RAG 后端

227 字小于 1 分钟

2025-02-04

RAG 后端提供文档检索功能，支持向量检索和混合检索。

概述

类型: 共享资源后端
需要 Session: ❌ 否
工具前缀: rag:

可用工具

工具	说明	参数
`rag:search`	检索文档	`query`, `top_k`
`rag:index`	索引文档	`documents`

使用示例

基本使用

async with Sandbox() as sandbox:
    # RAG 不需要创建 Session（共享资源）
    
    # 检索文档
    result = await sandbox.execute("rag:search", {
        "query": "什么是机器学习？

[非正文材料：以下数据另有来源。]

pub mod gemini;
pub mod openrouter;
pub mod prompt;
pub mod provider;

pub use prompt::{build_avatar_prompt, build_badge_prompt};
pub use provider::BadgeProvider;
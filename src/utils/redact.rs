use once_cell::sync::Lazy;
use regex::Regex;

const REDACTED: &str = "[REDACTED]";

static BEARER_TOKEN: Lazy<Regex> = Lazy::new(|| {
    Regex::new(r"(?i)\bbearer\s+[A-Za-z0-9\-._~+/]+=*").expect("bearer pattern is valid")
});

/// Scrubs configured secrets and anything shaped like a bearer credential.
pub fn redact_secrets(text: &str, secrets: &[&str]) -> String {
    let mut redacted = text.to_string();
    for secret in secrets {
        let secret = secret.trim();
        if !secret.is_empty() {
            redacted = redacted.replace(secret, REDACTED);
        }
    }

    BEARER_TOKEN
        .replace_all(&redacted, format!("Bearer {REDACTED}").as_str())
        .into_owned()
}
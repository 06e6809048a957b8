use std::sync::Arc;

use reqwest::Client;
use tracing::{debug, info, warn};

use crate::avatar::catalog::{known_character_image, series_default_image, GLOBAL_DEFAULT_AVATAR};
use crate::avatar::search::CharacterSearchClient;
use crate::config::Config;
use crate::models::AnimeBadge;

/// One way of finding an avatar for a badge.
#[derive(Debug, Clone)]
pub enum AvatarTier {
    KnownCharacter,
    CharacterSearch(CharacterSearchClient),
    SeriesDefault,
    GlobalDefault,
}

impl AvatarTier {
    pub fn as_str(&self) -> &'static str {
        match self {
            AvatarTier::KnownCharacter => "known_character",
            AvatarTier::CharacterSearch(_) => "character_search",
            AvatarTier::SeriesDefault => "series_default",
            AvatarTier::GlobalDefault => "global_default",
        }
    }

    /// Returns an image reference, or `None` to defer to the next tier.
    /// Errors are logged and swallowed here.
    pub async fn attempt(&self, badge: &AnimeBadge) -> Option<String> {
        match self {
            AvatarTier::KnownCharacter => {
                known_character_image(&badge.character_name).map(str::to_string)
            }
            AvatarTier::CharacterSearch(client) => {
                let query = format!("{} {}", badge.character_name.trim(), badge.anime.trim());
                match client.search_image(&query).await {
                    Ok(found) => found,
                    Err(err) => {
                        warn!("Character search failed for '{}': {}", query, err);
                        None
                    }
                }
            }
            AvatarTier::SeriesDefault => series_default_image(&badge.anime).map(str::to_string),
            AvatarTier::GlobalDefault => Some(GLOBAL_DEFAULT_AVATAR.to_string()),
        }
    }
}

/// Tries each tier in order. Never fails: the global default is the floor.
#[derive(Debug, Clone)]
pub struct AvatarResolver {
    tiers: Vec<AvatarTier>,
}

impl AvatarResolver {
    pub fn new(config: Arc<Config>, http: Client) -> Self {
        AvatarResolver::with_tiers(vec![
            AvatarTier::KnownCharacter,
            AvatarTier::CharacterSearch(CharacterSearchClient::new(config, http)),
            AvatarTier::SeriesDefault,
            AvatarTier::GlobalDefault,
        ])
    }

    pub fn with_tiers(tiers: Vec<AvatarTier>) -> Self {
        AvatarResolver { tiers }
    }

    pub fn tiers(&self) -> &[AvatarTier] {
        &self.tiers
    }

    pub async fn resolve(&self, badge: &AnimeBadge) -> String {
        for tier in &self.tiers {
            if let Some(url) = tier.attempt(badge).await {
                info!(
                    "Avatar for '{}' resolved by tier {}",
                    badge.character_name,
                    tier.as_str()
                );
                return url;
            }
            debug!(
                "Avatar tier {} had nothing for '{}'",
                tier.as_str(),
                badge.character_name
            );
        }

        GLOBAL_DEFAULT_AVATAR.to_string()
    }
}
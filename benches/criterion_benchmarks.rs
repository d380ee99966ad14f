use criterion::{black_box, criterion_group, criterion_main, BenchmarkId, Criterion};
use recency_cache::config::LruCacheConfig;
use recency_cache::LruCache;
use std::num::NonZeroUsize;

fn make_lru<K: std::hash::Hash + Eq + Clone, V>(cap: usize) -> LruCache<K, V> {
    let config = LruCacheConfig {
        capacity: NonZeroUsize::new(cap).unwrap(),
    };
    LruCache::init(config, None)
}

pub fn criterion_benchmark(c: &mut Criterion) {
    const CACHE_SIZE: usize = 1000;
    let mut group = c.benchmark_group("Cache Operations");

    {
        let mut cache = make_lru(CACHE_SIZE);
        for i in 0..CACHE_SIZE {
            cache.put(i, i);
        }

        group.bench_function("LRU get hit", |b| {
            b.iter(|| {
                for i in 0..100 {
                    black_box(cache.get(&(i % CACHE_SIZE)));
                }
            });
        });

        group.bench_function("LRU get miss", |b| {
            b.iter(|| {
                for i in 0..100 {
                    black_box(cache.get(&(i + CACHE_SIZE)));
                }
            });
        });

        group.bench_function("LRU put existing", |b| {
            b.iter(|| {
                for i in 0..100 {
                    black_box(cache.put(i % CACHE_SIZE, i));
                }
            });
        });

        // Every put misses and evicts once the cache is full
        let mut next = CACHE_SIZE;
        group.bench_function("LRU put evicting", |b| {
            b.iter(|| {
                for _ in 0..100 {
                    black_box(cache.put(next, next));
                    next += 1;
                }
            });
        });
    }

    // Compared against the `lru` crate on the same workload
    {
        let mut cache = lru::LruCache::new(NonZeroUsize::new(CACHE_SIZE).unwrap());
        for i in 0..CACHE_SIZE {
            cache.put(i, i);
        }

        group.bench_function("lru crate get hit", |b| {
            b.iter(|| {
                for i in 0..100 {
                    black_box(cache.get(&(i % CACHE_SIZE)));
                }
            });
        });
    }

    group.finish();

    let mut group = c.benchmark_group("Mixed Workload");
    for cap in [16usize, 1024, 65_536] {
        group.bench_with_input(BenchmarkId::new("LRU", cap), &cap, |b, &cap| {
            let mut cache = make_lru(cap);
            let mut state = 0x2545_F491_4F6C_DD1Du64;
            b.iter(|| {
                for _ in 0..100 {
                    state ^= state << 13;
                    state ^= state >> 7;
                    state ^= state << 17;
                    let key = (state % (cap as u64 * 2)) as usize;
                    if state & 1 == 0 {
                        black_box(cache.get(&key));
                    } else {
                        black_box(cache.put(key, key));
                    }
                }
            });
        });
    }
    group.finish();
}

criterion_group!(benches, criterion_benchmark);
criterion_main!(benches);
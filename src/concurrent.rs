//! Concurrent Cache
//!
//! A thread-safe wrapper around the LRU algorithm, available with the
//! `concurrent` feature.
//!
//! # Why One Mutex?
//!
//! Every `get()` moves the accessed entry to the front of the recency list, so
//! a read is a write. An `RwLock` would hand out the exclusive lock on every
//! call anyway, and `parking_lot::Mutex` is cheaper.
//!
//! Splitting the key space across several locks (lock striping) raises
//! throughput but makes recency per-stripe: an entry could be evicted while an
//! older one survives in another stripe. [`ConcurrentLruCache`] keeps a single
//! lock so that eviction always picks the globally least recently used entry.
//!
//! # Thread Safety
//!
//! `ConcurrentLruCache` is `Send + Sync` whenever its keys, values and hasher
//! are `Send`, and can be shared through an `Arc`.
//!
//! # Zero-Copy Access
//!
//! [`ConcurrentLruCache::get`] clones the value so the lock is released before
//! it returns. `get_with()` reads the value while the lock is held instead:
//!
//! ```rust
//! use recency_cache::ConcurrentLruCache;
//!
//! let cache = ConcurrentLruCache::new(16).unwrap();
//! cache.put("greeting", String::from("hello"));
//! let len = cache.get_with(&"greeting", |value| value.len());
//! assert_eq!(len, Some(5));
//! ```

mod lru;

pub use self::lru::ConcurrentLruCache;
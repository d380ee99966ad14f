//! Concurrent Cache Correctness Tests
//!
//! These tests validate that the concurrent cache keeps exact LRU semantics
//! and its invariants while being accessed from multiple threads.
//!
//! ## Segments
//!
//! 1. **Algorithm Correctness**: eviction order matches the single-threaded cache
//! 2. **Thread Safety Invariants**: state stays consistent under contention

#![cfg(feature = "concurrent")]

use recency_cache::config::LruCacheConfig;
use recency_cache::metrics::CacheMetrics;
use recency_cache::{ConcurrentLruCache, LruCache};
use std::num::NonZeroUsize;
use std::sync::atomic::{AtomicUsize, Ordering};
use std::sync::Arc;
use std::thread;

const NUM_THREADS: usize = 8;
const OPS_PER_THREAD: usize = 5_000;

fn make_cache<K, V>(cap: usize) -> ConcurrentLruCache<K, V>
where
    K: std::hash::Hash + Eq + Clone,
{
    let config = LruCacheConfig {
        capacity: NonZeroUsize::new(cap).unwrap(),
    };
    ConcurrentLruCache::init(config, None)
}

// ============================================================================
// SEGMENT 1: ALGORITHM CORRECTNESS
// ============================================================================

#[test]
fn test_concurrent_lru_access_prevents_eviction() {
    let cache: Arc<ConcurrentLruCache<i32, i32>> = Arc::new(make_cache(3));

    cache.put(1, 10);
    cache.put(2, 20);
    cache.put(3, 30);

    // Touch key 1 from another thread
    let reader = Arc::clone(&cache);
    thread::spawn(move || {
        assert_eq!(reader.get(&1), Some(10));
    })
    .join()
    .unwrap();

    // Key 2 is now the least recently used
    assert_eq!(cache.put(4, 40), Some((2, 20)));
    assert!(cache.contains(&1));
    assert!(cache.contains(&3));
    assert!(cache.contains(&4));
}

#[test]
fn test_concurrent_lru_matches_single_threaded_order() {
    let concurrent: ConcurrentLruCache<u32, u32> = make_cache(8);
    let mut single: LruCache<u32, u32> = LruCache::new(8).unwrap();

    for i in 0..200u32 {
        let key = (i * 7) % 23;
        if i % 3 == 0 {
            assert_eq!(concurrent.get(&key), single.get(&key).copied());
        } else {
            assert_eq!(concurrent.put(key, i), single.put(key, i));
        }
    }

    let single_keys: Vec<u32> = single.iter().map(|(k, _)| *k).collect();
    assert_eq!(concurrent.keys(), single_keys);
}

#[test]
fn test_concurrent_lru_capacity_one() {
    let cache: ConcurrentLruCache<&str, i32> = make_cache(1);
    assert_eq!(cache.put("a", 1), None);
    assert_eq!(cache.put("b", 2), Some(("a", 1)));
    assert_eq!(cache.get(&"a"), None);
    assert_eq!(cache.get(&"b"), Some(2));
}

// ============================================================================
// SEGMENT 2: THREAD SAFETY INVARIANTS
// ============================================================================

#[test]
fn test_concurrent_len_never_exceeds_capacity() {
    const CAP: usize = 64;
    let cache: Arc<ConcurrentLruCache<usize, usize>> = Arc::new(make_cache(CAP));
    let violations = Arc::new(AtomicUsize::new(0));

    let handles: Vec<_> = (0..NUM_THREADS)
        .map(|t| {
            let cache = Arc::clone(&cache);
            let violations = Arc::clone(&violations);
            thread::spawn(move || {
                for i in 0..OPS_PER_THREAD {
                    let key = (t * 31 + i) % 500;
                    cache.put(key, i);
                    if cache.len() > CAP {
                        violations.fetch_add(1, Ordering::Relaxed);
                    }
                }
            })
        })
        .collect();

    for handle in handles {
        handle.join().unwrap();
    }

    assert_eq!(violations.load(Ordering::Relaxed), 0);
    assert_eq!(cache.len(), CAP);
}

#[test]
fn test_concurrent_counters_add_up() {
    let cache: Arc<ConcurrentLruCache<usize, usize>> = Arc::new(make_cache(100));
    let hits = Arc::new(AtomicUsize::new(0));

    let handles: Vec<_> = (0..NUM_THREADS)
        .map(|t| {
            let cache = Arc::clone(&cache);
            let hits = Arc::clone(&hits);
            thread::spawn(move || {
                for i in 0..OPS_PER_THREAD {
                    let key = (t + i) % 150;
                    if i % 2 == 0 {
                        cache.put(key, i);
                    } else if cache.get(&key).is_some() {
                        hits.fetch_add(1, Ordering::Relaxed);
                    }
                }
            })
        })
        .collect();

    for handle in handles {
        handle.join().unwrap();
    }

    let metrics = cache.metrics();
    let requests = (NUM_THREADS * OPS_PER_THREAD / 2) as f64;
    assert_eq!(metrics.get("requests"), Some(&requests));
    assert_eq!(
        metrics.get("cache_hits"),
        Some(&(hits.load(Ordering::Relaxed) as f64))
    );
    let insertions = metrics["insertions"];
    let evictions = metrics["evictions"];
    assert_eq!(insertions - evictions, cache.len() as f64);
}

#[test]
fn test_concurrent_keys_stay_consistent_under_churn() {
    let cache: Arc<ConcurrentLruCache<String, usize>> = Arc::new(make_cache(32));

    let handles: Vec<_> = (0..NUM_THREADS)
        .map(|t| {
            let cache = Arc::clone(&cache);
            thread::spawn(move || {
                for i in 0..OPS_PER_THREAD {
                    let key = format!("key_{}", (t * 7 + i) % 64);
                    match i % 5 {
                        0 | 1 => {
                            cache.put(key, i);
                        }
                        2 => {
                            let _ = cache.get(&key);
                        }
                        3 => {
                            let _ = cache.remove(&key);
                        }
                        _ => {
                            let _ = cache.pop_lru();
                        }
                    }
                }
            })
        })
        .collect();

    for handle in handles {
        handle.join().unwrap();
    }

    let keys = cache.keys();
    assert_eq!(keys.len(), cache.len());
    assert!(keys.len() <= 32);
    for key in &keys {
        assert!(cache.contains(key), "listed key {} missing from index", key);
    }
}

",
        "top_k": 5
    })
    
    for doc in result["data"]["results"]:
        print(f"Score: {doc['score']}, Content: {doc['content'][:100]}")

预热

async with Sandbox() as sandbox:
    # 预热 RAG 后端（加载模型）
    await sandbox.warmup(["rag"])
    
    # 执行检索
    result = await sandbox.execute("rag:search", {"query": "..."})

配置文件

{
  "resources": {
    "rag": {
      "enabled": true,
      "backend_class": "sandbox.server.backends.resources.rag.RAGBackend",
      "config": {
        "model_name": "intfloat/e5-base-v2",
        "device": "cuda",
        "default_top_k": 10,
        "index_path": "/data/indices"
      }
    }
  }
}

高级配置

使用 GPU 加速

{
  "resources": {
    "rag": {
      "config": {
        "device": "cuda",
        "batch_size": 32
      }
    }
  }
}

混合检索

{
  "resources": {
    "rag": {
      "config": {
        "retrieval_mode": "hybrid",
        "dense_weight": 0.7,
        "sparse_weight": 0.3
      }
    }
  }
}